The task
All lines in the data bearing the string "Appended" should be identified and copied.
BEGIN Study material
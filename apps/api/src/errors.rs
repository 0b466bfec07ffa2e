use axum::{
    http::StatusCode,
    response::{IntoResponse, Response},
    Json,
};
use serde_json::{json, Value};
use thiserror::Error;

use crate::db::StoreError;
use crate::models::preference::FieldErrors;

/// Application-level error type.
/// Implements `IntoResponse` so Axum handlers can return `Result<T, AppError>`.
#[derive(Debug, Error)]
pub enum AppError {
    #[error("Not found: {0}")]
    NotFound(String),

    #[error("Validation error: {0}")]
    Validation(String),

    #[error("Invalid fields: {0:?}")]
    InvalidFields(FieldErrors),

    #[error("Unauthorized")]
    Unauthorized,

    /// A pipeline stage returned a sentinel instead of usable output.
    #[error("Itinerary generation incomplete")]
    IncompleteGeneration(Value),

    #[error("Database error: {0}")]
    Database(#[from] StoreError),

    #[error("LLM error: {0}")]
    Llm(String),

    #[error("Internal server error: {0}")]
    Internal(#[from] anyhow::Error),
}

impl IntoResponse for AppError {
    fn into_response(self) -> Response {
        let (status, code, message, extra) = match self {
            AppError::NotFound(msg) => (StatusCode::NOT_FOUND, "NOT_FOUND", msg, None),
            AppError::Validation(msg) => {
                (StatusCode::BAD_REQUEST, "VALIDATION_ERROR", msg, None)
            }
            AppError::InvalidFields(fields) => (
                StatusCode::BAD_REQUEST,
                "VALIDATION_ERROR",
                "One or more fields are invalid".to_string(),
                Some(("fields", json!(fields))),
            ),
            AppError::Unauthorized => (
                StatusCode::UNAUTHORIZED,
                "UNAUTHORIZED",
                "Authentication required".to_string(),
                None,
            ),
            AppError::IncompleteGeneration(sentinel) => {
                tracing::warn!("Generation returned a sentinel result: {sentinel}");
                (
                    StatusCode::UNPROCESSABLE_ENTITY,
                    "GENERATION_INCOMPLETE",
                    "The itinerary could not be fully generated".to_string(),
                    Some(("details", sentinel)),
                )
            }
            AppError::Database(e) => {
                tracing::error!("Database error: {e}");
                (
                    StatusCode::INTERNAL_SERVER_ERROR,
                    "DATABASE_ERROR",
                    "A database error occurred".to_string(),
                    None,
                )
            }
            AppError::Llm(msg) => {
                tracing::error!("LLM error: {msg}");
                (
                    StatusCode::INTERNAL_SERVER_ERROR,
                    "LLM_ERROR",
                    "Failed to generate itinerary".to_string(),
                    None,
                )
            }
            AppError::Internal(e) => {
                tracing::error!("Internal error: {e:?}");
                (
                    StatusCode::INTERNAL_SERVER_ERROR,
                    "INTERNAL_ERROR",
                    "An internal server error occurred".to_string(),
                    None,
                )
            }
        };

        let mut error = json!({
            "code": code,
            "message": message
        });
        if let Some((key, value)) = extra {
            error[key] = value;
        }

        (status, Json(json!({ "error": error }))).into_response()
    }
}

#[cfg(test)]
mod tests {
    use super::*;
    use std::collections::BTreeMap;

    #[test]
    fn test_field_errors_render_as_bad_request() {
        let mut fields = BTreeMap::new();
        fields.insert(
            "end_date".to_string(),
            vec!["must not be before start_date".to_string()],
        );
        let response = AppError::InvalidFields(fields).into_response();
        assert_eq!(response.status(), StatusCode::BAD_REQUEST);
    }

    #[test]
    fn test_sentinel_renders_as_unprocessable() {
        let sentinel = json!({"error": "Invalid response format", "raw_response": "??"});
        let response = AppError::IncompleteGeneration(sentinel).into_response();
        assert_eq!(response.status(), StatusCode::UNPROCESSABLE_ENTITY);
    }

    #[test]
    fn test_llm_errors_are_opaque_500s() {
        let response = AppError::Llm("model exploded".to_string()).into_response();
        assert_eq!(response.status(), StatusCode::INTERNAL_SERVER_ERROR);
    }
}
// Shared prompt fragments. Stage-specific prompts live in planning::prompts.

/// System instruction that enforces JSON-only output.
pub const JSON_ONLY_SYSTEM: &str = "You are an expert travel planner. \
    You MUST respond with valid JSON only. \
    Do NOT include any text outside the JSON object. \
    Do NOT use markdown code fences. \
    Do NOT include explanations or apologies.";

/// Appended to every stage prompt that names real places.
pub const PLACE_ID_INSTRUCTION: &str = "\
    For each hotel, restaurant and activity location, include its Google Maps Place ID \
    (e.g. ChIJ...) in a `placeId` field if you know it, or the exact string \
    'ID not available' if you do not. Never invent a Place ID.";

/// Appended to every stage prompt that carries costs.
pub const COST_INSTRUCTION: &str = "\
    All costs are plain numbers in the traveller's budget currency, without currency \
    symbols, thousands separators or ranges.";
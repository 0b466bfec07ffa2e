use std::sync::Arc;

use crate::config::Config;
use crate::db::TripStore;
use crate::llm_client::TextGenerator;
use crate::places::PlacesApi;

/// Shared application state injected into all route handlers via Axum extractors.
#[derive(Clone)]
pub struct AppState {
    pub store: Arc<dyn TripStore>,
    pub generator: Arc<dyn TextGenerator>,
    pub places: Arc<dyn PlacesApi>,
    pub config: Config,
}
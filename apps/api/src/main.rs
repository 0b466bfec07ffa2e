mod auth;
mod config;
mod db;
mod errors;
mod llm_client;
mod models;
mod places;
mod planning;
mod routes;
mod state;

use std::net::SocketAddr;
use std::sync::Arc;
use std::time::Duration;

use anyhow::{Context, Result};
use axum::http::HeaderValue;
use tower_http::{cors::CorsLayer, trace::TraceLayer};
use tracing::info;
use tracing_subscriber::{layer::SubscriberExt, util::SubscriberInitExt, EnvFilter};

use crate::config::Config;
use crate::db::{create_pool, PgTripStore};
use crate::llm_client::LlmClient;
use crate::places::google::GoogleMapsClient;
use crate::routes::build_router;
use crate::state::AppState;

#[tokio::main]
async fn main() -> Result<()> {
    // Load configuration first (fails on missing required env vars)
    let config = Config::from_env()?;

    // Initialize structured logging
    tracing_subscriber::registry()
        .with(EnvFilter::try_from_default_env().unwrap_or_else(|_| {
            EnvFilter::new(format!("{}={}", env!("CARGO_PKG_NAME"), &config.rust_log))
        }))
        .with(tracing_subscriber::fmt::layer())
        .init();

    info!("Starting Planner API v{}", env!("CARGO_PKG_VERSION"));

    // Initialize PostgreSQL
    let db = create_pool(&config.database_url).await?;

    let timeout = Duration::from_secs(config.http_timeout_secs);

    // Initialize LLM client
    let llm = LlmClient::new(
        config.gemini_api_key.clone(),
        config.gemini_model.clone(),
        config.gemini_base_url.clone(),
        timeout,
    )?;
    info!("LLM client initialized (model: {})", llm.model());

    let maps = GoogleMapsClient::new(
        config.maps_api_key.clone(),
        config.maps_base_url.clone(),
        timeout,
    )?;
    info!("Maps client initialized");

    let cors = match &config.cors_allowed_origin {
        Some(origin) => CorsLayer::new()
            .allow_origin(
                origin
                    .parse::<HeaderValue>()
                    .context("CORS_ALLOWED_ORIGIN must be a valid header value")?,
            )
            .allow_methods(tower_http::cors::Any)
            .allow_headers(tower_http::cors::Any),
        None => CorsLayer::permissive(),
    };

    // Build app state
    let state = AppState {
        store: Arc::new(PgTripStore::new(db)),
        generator: Arc::new(llm),
        places: Arc::new(maps),
        config: config.clone(),
    };

    // Build router
    let app = build_router(state)
        .layer(TraceLayer::new_for_http())
        .layer(cors);

    let addr: SocketAddr = format!("0.0.0.0:{}", config.port).parse()?;
    info!("Listening on {addr}");

    let listener = tokio::net::TcpListener::bind(addr).await?;
    axum::serve(listener, app).await?;

    Ok(())
}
END Study material
Response
/// Appended to every stage prompt that names real places.
/// Appended to every stage prompt that carries costs.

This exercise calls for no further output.